HMRC expect to see £1.3bn per year in revenues from the additional tax payments (both Income Tax and National Insurance Contributions NIC) by 2023. The fundamental change brought about by IR35 is that the burden of responsibility shifts from the PSC or contractor to the End User (the person paying the contractor). Specifically, Chapter 10 of Part 2 ITEPA 2003 Section 61N imposes an obligation on the end user to make a reasonable status determination.
A contractor subject to IR35 will have to pay tax and NIC in the same way that employees of that company pay tax. These rules will be extended to the private sector from April 2020.
One of our observations is that a number of organisations are making the decision to blanket-place contractors inside IR35, stating that they will no longer engage contractors who provide their services via a PSC, limited company or other intermediary. Placing all contractors inside IR35 without a fair assessment is unlikely to be compliant with the regulation. These contractors are essentially left with two options: leave or engage on a PAYE basis only, the latter of which will have an impact on their income, as they will end up paying significantly more tax.
In addition to protecting their own liability, CEOs and CFOs are potentially also using IR35 as a method to reduce costs and to get their overheads under control.

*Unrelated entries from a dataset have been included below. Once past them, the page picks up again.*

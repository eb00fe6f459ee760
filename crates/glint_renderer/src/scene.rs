//! The scene: primitives, light and background, plus the nearest-hit query.

use crate::{Intersect, Light, Material, Primitive, Ray};
use glint_core::EnvironmentMap;
use glint_math::{Color, Vec3};

/// Everything a render reads. Nothing here is mutated while rendering.
pub struct Scene {
    objects: Vec<Box<dyn Primitive>>,
    /// The single point light; without one, surfaces get no local lighting
    pub light: Option<Light>,
    /// Sampled by rays that escape the scene, in place of `background`
    pub envmap: Option<EnvironmentMap>,
    /// Color of escaping rays when there is no environment map
    pub background: Color,
}

impl Scene {
    /// Create an empty scene with a black background and no light.
    pub fn new() -> Self {
        Self {
            objects: Vec::new(),
            light: None,
            envmap: None,
            background: Color::BLACK,
        }
    }

    /// Add an object to the scene. Scan order is insertion order.
    pub fn add(&mut self, object: Box<dyn Primitive>) {
        self.objects.push(object);
    }

    pub fn with_light(mut self, light: Light) -> Self {
        self.light = Some(light);
        self
    }

    pub fn with_envmap(mut self, envmap: EnvironmentMap) -> Self {
        self.envmap = Some(envmap);
        self
    }

    pub fn with_background(mut self, background: Color) -> Self {
        self.background = background;
        self
    }

    /// Get the number of objects.
    pub fn len(&self) -> usize {
        self.objects.len()
    }

    /// Check if the scene has no objects.
    pub fn is_empty(&self) -> bool {
        self.objects.is_empty()
    }

    /// Find the nearest object hit by `ray`.
    ///
    /// Tests every object in order and keeps the strictly closer hit, so on
    /// an exact distance tie the earlier object wins.
    pub fn scene_intersect(&self, ray: &Ray) -> Option<(&Material, Intersect)> {
        let mut closest: Option<(&Material, Intersect)> = None;

        for object in &self.objects {
            if let Some(hit) = object.ray_intersect(ray) {
                let closer = match &closest {
                    Some((_, best)) => hit.distance < best.distance,
                    None => true,
                };
                if closer {
                    closest = Some((object.material(), hit));
                }
            }
        }

        closest
    }

    /// Color seen by a ray that leaves the scene in `direction`.
    pub fn miss_color(&self, direction: Vec3) -> Color {
        match &self.envmap {
            Some(envmap) => envmap.get_color(direction),
            None => self.background,
        }
    }
}

impl Default for Scene {
    fn default() -> Self {
        Self::new()
    }
}

#[cfg(test)]
mod tests {
    use super::*;
    use crate::Sphere;
    use std::sync::Arc;

    fn material(r: f32) -> Arc<Material> {
        Arc::new(Material::new(Color::new(r, 0.0, 0.0), [1.0, 0.0, 0.0, 0.0], 1.0))
    }

    fn forward() -> Ray {
        Ray::new(Vec3::ZERO, Vec3::new(0.0, 0.0, -1.0))
    }

    #[test]
    fn test_nearest_hit_regardless_of_order() {
        let near = || Box::new(Sphere::new(Vec3::new(0.0, 0.0, -5.0), 1.0, material(1.0)));
        let far = || Box::new(Sphere::new(Vec3::new(0.0, 0.0, -10.0), 3.0, material(2.0)));

        let mut scene = Scene::new();
        scene.add(far());
        scene.add(near());
        let (m, hit) = scene.scene_intersect(&forward()).unwrap();
        assert_eq!(m.diffuse.r, 1.0);
        assert!((hit.distance - 4.0).abs() < 1e-5);

        let mut scene = Scene::new();
        scene.add(near());
        scene.add(far());
        let (m, _) = scene.scene_intersect(&forward()).unwrap();
        assert_eq!(m.diffuse.r, 1.0);
    }

    #[test]
    fn test_exact_tie_keeps_first() {
        let center = Vec3::new(0.0, 0.0, -5.0);
        let mut scene = Scene::new();
        scene.add(Box::new(Sphere::new(center, 1.0, material(1.0))));
        scene.add(Box::new(Sphere::new(center, 1.0, material(2.0))));

        let (m, _) = scene.scene_intersect(&forward()).unwrap();
        assert_eq!(m.diffuse.r, 1.0);
    }

    #[test]
    fn test_empty_scene_misses() {
        let scene = Scene::new();
        assert!(scene.is_empty());
        assert!(scene.scene_intersect(&forward()).is_none());
    }

    #[test]
    fn test_miss_color() {
        let background = Color::new(10.0, 20.0, 30.0);
        let scene = Scene::new().with_background(background);
        assert_eq!(scene.miss_color(Vec3::Z), background);

        let envmap = EnvironmentMap::from_texels(1, 1, vec![Color::new(1.0, 2.0, 3.0)]);
        let scene = scene.with_envmap(envmap);
        assert_eq!(scene.miss_color(Vec3::NEG_Y), Color::new(1.0, 2.0, 3.0));
    }
}
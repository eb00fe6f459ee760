// Re-export glam for convenience
pub use glam::*;

// Glint math types
mod aabb;
mod color;
mod interval;
mod optics;
mod ray;

pub use aabb::Aabb;
pub use color::Color;
pub use interval::Interval;
pub use optics::{reflect, refract};
pub use ray::Ray;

Taking technology resources as an example: the prevalence of emerging technologies and innovation in the renewal of the banking ecosystem, means that financial services companies and market intermediaries have an abundance of contractors focused on technology driven innovation. If the “domino effect” of large businesses opting for a blanket assessment approach (in order to avoid IR35) and cutting all technology contractors by April 2020 continues, there will be a significant increase in technologists in the supply chain. The consequence of which will be an oversupply of resources, driving a potential reduction in contractors’ rates and hence a likely reduction in costs within this sector.
With technology driven innovation at the forefront of the evolution of the banking ecosystem, financial services organisations will always need good technologists. But perhaps a prudent strategy for firms is to “wait and see”, in order to allow time to evaluate which technologists are available in the market and then opting to hire the top talent for roles as full time employees.